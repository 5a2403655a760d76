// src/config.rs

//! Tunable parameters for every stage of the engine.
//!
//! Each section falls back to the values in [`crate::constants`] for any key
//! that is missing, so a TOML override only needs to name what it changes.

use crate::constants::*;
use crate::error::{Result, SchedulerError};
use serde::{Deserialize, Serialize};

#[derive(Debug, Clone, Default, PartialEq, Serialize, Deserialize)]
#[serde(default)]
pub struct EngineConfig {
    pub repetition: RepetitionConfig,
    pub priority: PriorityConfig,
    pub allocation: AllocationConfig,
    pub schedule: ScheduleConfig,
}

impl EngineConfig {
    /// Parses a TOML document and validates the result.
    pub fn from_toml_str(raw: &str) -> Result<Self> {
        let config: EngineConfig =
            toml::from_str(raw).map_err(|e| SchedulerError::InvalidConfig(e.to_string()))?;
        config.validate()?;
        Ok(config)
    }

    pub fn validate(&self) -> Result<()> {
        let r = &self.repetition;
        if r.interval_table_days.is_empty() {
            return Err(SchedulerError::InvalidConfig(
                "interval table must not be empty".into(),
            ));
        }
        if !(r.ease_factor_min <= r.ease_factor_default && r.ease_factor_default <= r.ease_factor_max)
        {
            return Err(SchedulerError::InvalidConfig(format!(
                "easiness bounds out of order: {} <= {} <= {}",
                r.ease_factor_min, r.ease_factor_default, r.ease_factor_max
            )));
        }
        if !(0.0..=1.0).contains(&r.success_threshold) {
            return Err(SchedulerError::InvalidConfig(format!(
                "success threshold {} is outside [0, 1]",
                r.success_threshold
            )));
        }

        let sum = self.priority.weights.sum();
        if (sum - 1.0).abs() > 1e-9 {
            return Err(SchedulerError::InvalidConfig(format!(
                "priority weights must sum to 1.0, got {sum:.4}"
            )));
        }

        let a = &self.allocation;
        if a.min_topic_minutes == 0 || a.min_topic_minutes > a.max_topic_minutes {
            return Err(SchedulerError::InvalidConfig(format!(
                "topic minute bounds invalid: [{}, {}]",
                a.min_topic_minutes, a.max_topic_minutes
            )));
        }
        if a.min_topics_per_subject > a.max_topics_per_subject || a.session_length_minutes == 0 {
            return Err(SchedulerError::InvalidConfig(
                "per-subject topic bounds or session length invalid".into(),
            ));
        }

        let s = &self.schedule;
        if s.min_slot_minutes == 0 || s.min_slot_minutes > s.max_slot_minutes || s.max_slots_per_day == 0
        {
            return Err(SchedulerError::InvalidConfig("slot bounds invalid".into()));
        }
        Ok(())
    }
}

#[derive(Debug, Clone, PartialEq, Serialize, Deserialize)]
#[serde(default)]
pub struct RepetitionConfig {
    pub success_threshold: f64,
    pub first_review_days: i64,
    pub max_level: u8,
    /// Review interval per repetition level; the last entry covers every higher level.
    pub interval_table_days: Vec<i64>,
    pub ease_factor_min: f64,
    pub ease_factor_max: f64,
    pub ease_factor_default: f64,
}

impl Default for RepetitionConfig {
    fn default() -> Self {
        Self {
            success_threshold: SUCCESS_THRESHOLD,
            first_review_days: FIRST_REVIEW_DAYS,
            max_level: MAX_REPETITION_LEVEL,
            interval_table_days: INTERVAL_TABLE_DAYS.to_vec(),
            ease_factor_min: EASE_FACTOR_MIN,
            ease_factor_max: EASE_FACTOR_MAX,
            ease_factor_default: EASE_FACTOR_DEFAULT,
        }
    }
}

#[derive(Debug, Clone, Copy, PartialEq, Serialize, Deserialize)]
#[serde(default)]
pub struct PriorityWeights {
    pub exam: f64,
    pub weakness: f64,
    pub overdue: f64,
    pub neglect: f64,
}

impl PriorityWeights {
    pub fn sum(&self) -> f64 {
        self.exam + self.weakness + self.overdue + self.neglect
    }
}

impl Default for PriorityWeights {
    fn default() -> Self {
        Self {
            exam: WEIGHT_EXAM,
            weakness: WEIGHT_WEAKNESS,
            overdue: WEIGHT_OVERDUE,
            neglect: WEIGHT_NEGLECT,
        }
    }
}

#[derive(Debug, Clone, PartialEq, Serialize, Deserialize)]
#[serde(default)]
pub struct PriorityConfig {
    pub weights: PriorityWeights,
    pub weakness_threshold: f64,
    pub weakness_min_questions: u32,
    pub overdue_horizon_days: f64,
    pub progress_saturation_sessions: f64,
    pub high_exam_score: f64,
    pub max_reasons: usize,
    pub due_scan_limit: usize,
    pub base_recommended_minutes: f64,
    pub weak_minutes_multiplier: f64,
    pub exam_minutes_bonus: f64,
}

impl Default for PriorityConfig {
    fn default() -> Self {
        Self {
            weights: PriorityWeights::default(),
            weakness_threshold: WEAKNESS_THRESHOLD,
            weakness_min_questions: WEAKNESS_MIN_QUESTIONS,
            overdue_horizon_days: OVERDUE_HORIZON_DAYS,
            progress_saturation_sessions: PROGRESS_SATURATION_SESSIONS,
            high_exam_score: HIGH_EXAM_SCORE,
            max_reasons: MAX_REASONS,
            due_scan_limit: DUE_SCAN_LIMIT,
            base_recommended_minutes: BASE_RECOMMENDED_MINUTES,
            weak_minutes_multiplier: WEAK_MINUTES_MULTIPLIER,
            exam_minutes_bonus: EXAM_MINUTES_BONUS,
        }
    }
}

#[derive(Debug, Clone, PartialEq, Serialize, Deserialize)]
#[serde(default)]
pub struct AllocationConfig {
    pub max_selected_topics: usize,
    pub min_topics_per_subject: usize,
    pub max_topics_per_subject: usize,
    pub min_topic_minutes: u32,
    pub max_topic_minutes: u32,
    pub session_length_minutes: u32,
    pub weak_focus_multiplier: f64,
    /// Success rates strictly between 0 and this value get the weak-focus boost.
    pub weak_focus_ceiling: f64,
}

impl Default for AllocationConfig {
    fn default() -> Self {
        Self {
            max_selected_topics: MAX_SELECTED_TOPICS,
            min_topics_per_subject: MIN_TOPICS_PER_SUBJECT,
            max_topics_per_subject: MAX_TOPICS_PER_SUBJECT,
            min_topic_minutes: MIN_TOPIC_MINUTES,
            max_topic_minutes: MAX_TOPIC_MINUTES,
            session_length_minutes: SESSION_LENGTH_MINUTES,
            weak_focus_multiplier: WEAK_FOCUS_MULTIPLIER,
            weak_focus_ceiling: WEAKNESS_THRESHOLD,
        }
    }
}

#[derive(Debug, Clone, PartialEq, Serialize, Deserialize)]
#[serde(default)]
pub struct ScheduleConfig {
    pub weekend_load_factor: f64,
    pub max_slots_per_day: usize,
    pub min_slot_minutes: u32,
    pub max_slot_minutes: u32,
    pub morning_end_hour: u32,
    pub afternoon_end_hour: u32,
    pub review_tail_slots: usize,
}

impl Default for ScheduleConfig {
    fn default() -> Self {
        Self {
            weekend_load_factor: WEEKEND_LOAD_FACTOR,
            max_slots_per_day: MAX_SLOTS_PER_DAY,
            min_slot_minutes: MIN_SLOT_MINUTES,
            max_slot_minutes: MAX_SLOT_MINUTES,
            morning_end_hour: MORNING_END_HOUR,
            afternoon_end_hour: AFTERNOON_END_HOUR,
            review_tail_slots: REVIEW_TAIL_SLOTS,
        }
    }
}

==

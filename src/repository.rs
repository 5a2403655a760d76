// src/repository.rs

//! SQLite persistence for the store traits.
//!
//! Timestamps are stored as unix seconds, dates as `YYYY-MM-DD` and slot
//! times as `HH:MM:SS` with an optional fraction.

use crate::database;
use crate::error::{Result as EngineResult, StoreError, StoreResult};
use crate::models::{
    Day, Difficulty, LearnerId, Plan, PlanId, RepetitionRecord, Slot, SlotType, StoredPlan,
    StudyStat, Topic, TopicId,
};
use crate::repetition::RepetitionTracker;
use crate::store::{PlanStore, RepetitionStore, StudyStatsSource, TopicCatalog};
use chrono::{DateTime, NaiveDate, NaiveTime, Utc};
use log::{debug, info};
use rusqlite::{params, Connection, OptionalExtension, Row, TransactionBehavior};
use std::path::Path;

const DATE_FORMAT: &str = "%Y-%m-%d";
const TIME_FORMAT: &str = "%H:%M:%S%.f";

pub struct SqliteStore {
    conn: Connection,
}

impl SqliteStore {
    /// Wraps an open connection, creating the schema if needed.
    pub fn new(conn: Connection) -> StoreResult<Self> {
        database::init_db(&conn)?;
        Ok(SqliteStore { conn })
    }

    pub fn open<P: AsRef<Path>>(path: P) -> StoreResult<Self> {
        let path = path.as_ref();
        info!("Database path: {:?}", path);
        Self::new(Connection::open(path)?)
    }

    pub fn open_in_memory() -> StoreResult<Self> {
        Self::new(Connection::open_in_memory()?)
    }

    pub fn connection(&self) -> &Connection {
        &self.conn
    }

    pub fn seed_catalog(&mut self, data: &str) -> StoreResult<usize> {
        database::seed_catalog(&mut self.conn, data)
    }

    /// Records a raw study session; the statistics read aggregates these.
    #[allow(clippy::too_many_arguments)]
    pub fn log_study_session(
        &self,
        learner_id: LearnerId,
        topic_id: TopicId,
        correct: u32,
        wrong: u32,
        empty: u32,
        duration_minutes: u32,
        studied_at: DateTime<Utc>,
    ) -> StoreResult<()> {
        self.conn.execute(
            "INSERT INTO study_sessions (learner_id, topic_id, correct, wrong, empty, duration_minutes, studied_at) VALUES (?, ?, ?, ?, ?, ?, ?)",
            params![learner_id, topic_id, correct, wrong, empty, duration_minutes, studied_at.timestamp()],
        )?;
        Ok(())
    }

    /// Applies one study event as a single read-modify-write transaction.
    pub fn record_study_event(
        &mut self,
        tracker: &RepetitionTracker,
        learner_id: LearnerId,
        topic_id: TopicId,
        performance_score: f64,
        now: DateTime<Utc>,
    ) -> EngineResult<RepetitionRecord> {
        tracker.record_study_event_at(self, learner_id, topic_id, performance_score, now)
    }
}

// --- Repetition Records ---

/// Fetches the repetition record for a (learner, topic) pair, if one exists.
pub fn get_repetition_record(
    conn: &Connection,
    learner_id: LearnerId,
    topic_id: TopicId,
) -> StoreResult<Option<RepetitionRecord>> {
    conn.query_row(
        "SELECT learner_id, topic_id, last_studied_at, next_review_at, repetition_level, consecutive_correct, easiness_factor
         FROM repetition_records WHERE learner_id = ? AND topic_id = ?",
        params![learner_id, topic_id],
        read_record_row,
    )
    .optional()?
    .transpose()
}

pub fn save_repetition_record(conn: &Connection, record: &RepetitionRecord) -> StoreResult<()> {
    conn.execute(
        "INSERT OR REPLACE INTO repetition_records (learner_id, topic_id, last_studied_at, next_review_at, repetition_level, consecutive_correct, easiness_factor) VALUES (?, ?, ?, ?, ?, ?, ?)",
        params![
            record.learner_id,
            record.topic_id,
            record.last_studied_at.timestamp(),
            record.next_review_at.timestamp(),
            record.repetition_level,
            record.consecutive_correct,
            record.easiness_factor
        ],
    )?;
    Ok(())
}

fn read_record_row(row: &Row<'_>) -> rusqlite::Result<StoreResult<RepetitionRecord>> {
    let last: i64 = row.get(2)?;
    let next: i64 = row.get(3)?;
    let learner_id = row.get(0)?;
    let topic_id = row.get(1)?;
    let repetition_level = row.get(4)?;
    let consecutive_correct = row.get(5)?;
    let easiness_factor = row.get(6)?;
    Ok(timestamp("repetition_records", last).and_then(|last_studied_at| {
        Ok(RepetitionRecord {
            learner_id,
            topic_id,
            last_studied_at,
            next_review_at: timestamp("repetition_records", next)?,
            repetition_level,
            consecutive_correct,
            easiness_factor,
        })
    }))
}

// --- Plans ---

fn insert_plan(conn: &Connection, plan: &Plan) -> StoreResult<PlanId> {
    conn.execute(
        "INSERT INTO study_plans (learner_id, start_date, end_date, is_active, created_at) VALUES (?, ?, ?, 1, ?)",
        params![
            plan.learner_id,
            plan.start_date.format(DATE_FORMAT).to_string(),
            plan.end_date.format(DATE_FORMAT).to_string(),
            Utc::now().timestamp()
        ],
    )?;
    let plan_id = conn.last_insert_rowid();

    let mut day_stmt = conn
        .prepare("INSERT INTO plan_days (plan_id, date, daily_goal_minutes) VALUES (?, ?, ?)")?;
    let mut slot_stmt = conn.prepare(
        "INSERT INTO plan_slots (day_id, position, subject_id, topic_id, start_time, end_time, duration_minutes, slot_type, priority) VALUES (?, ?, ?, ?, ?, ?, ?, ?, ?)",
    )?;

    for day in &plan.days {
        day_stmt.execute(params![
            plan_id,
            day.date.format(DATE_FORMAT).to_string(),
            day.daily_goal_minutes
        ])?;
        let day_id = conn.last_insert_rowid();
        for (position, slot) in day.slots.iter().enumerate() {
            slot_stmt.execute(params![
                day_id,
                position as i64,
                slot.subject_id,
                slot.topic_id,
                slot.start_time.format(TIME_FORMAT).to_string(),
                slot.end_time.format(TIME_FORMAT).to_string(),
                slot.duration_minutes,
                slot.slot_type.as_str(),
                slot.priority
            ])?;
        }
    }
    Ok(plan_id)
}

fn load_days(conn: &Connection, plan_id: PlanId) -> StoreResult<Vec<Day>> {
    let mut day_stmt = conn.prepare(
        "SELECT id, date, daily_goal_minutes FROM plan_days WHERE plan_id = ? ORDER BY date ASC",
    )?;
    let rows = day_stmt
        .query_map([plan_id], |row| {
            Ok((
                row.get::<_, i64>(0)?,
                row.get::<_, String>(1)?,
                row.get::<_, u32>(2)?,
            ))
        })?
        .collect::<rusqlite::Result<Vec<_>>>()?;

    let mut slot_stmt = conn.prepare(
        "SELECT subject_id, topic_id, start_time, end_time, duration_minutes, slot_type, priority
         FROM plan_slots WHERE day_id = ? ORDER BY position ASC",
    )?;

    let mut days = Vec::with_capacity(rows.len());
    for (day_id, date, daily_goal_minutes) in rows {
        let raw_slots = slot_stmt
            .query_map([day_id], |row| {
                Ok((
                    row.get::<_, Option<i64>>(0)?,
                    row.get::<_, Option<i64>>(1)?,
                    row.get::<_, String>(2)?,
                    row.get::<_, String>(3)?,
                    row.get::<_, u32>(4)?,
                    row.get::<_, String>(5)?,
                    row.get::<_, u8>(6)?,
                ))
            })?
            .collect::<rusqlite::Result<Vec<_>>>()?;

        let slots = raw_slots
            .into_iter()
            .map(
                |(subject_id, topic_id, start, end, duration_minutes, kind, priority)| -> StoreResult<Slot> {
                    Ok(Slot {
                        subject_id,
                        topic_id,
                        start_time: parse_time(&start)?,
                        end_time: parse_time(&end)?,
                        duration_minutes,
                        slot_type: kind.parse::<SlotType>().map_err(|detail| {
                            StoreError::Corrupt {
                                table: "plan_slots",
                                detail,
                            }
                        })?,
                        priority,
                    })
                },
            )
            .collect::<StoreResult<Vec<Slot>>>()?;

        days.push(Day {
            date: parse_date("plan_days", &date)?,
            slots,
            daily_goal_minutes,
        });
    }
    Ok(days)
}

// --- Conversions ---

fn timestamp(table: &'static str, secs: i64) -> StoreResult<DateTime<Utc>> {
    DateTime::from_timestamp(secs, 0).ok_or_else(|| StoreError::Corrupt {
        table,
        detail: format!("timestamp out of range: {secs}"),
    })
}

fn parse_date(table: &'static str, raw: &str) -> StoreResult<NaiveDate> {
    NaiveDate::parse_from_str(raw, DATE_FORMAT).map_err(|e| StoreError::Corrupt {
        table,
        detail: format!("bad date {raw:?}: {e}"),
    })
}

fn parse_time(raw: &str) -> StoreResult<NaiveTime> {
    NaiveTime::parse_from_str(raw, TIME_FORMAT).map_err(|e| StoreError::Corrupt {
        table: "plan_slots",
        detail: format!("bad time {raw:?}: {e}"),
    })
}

Problem to work on:
What is needed is each line from the records with the word "impl" in it.

Solution for this task:
impl EngineConfig {
impl Default for RepetitionConfig {
impl PriorityWeights {
impl Default for PriorityWeights {
impl Default for PriorityConfig {
impl Default for AllocationConfig {
impl Default for ScheduleConfig {
impl SqliteStore {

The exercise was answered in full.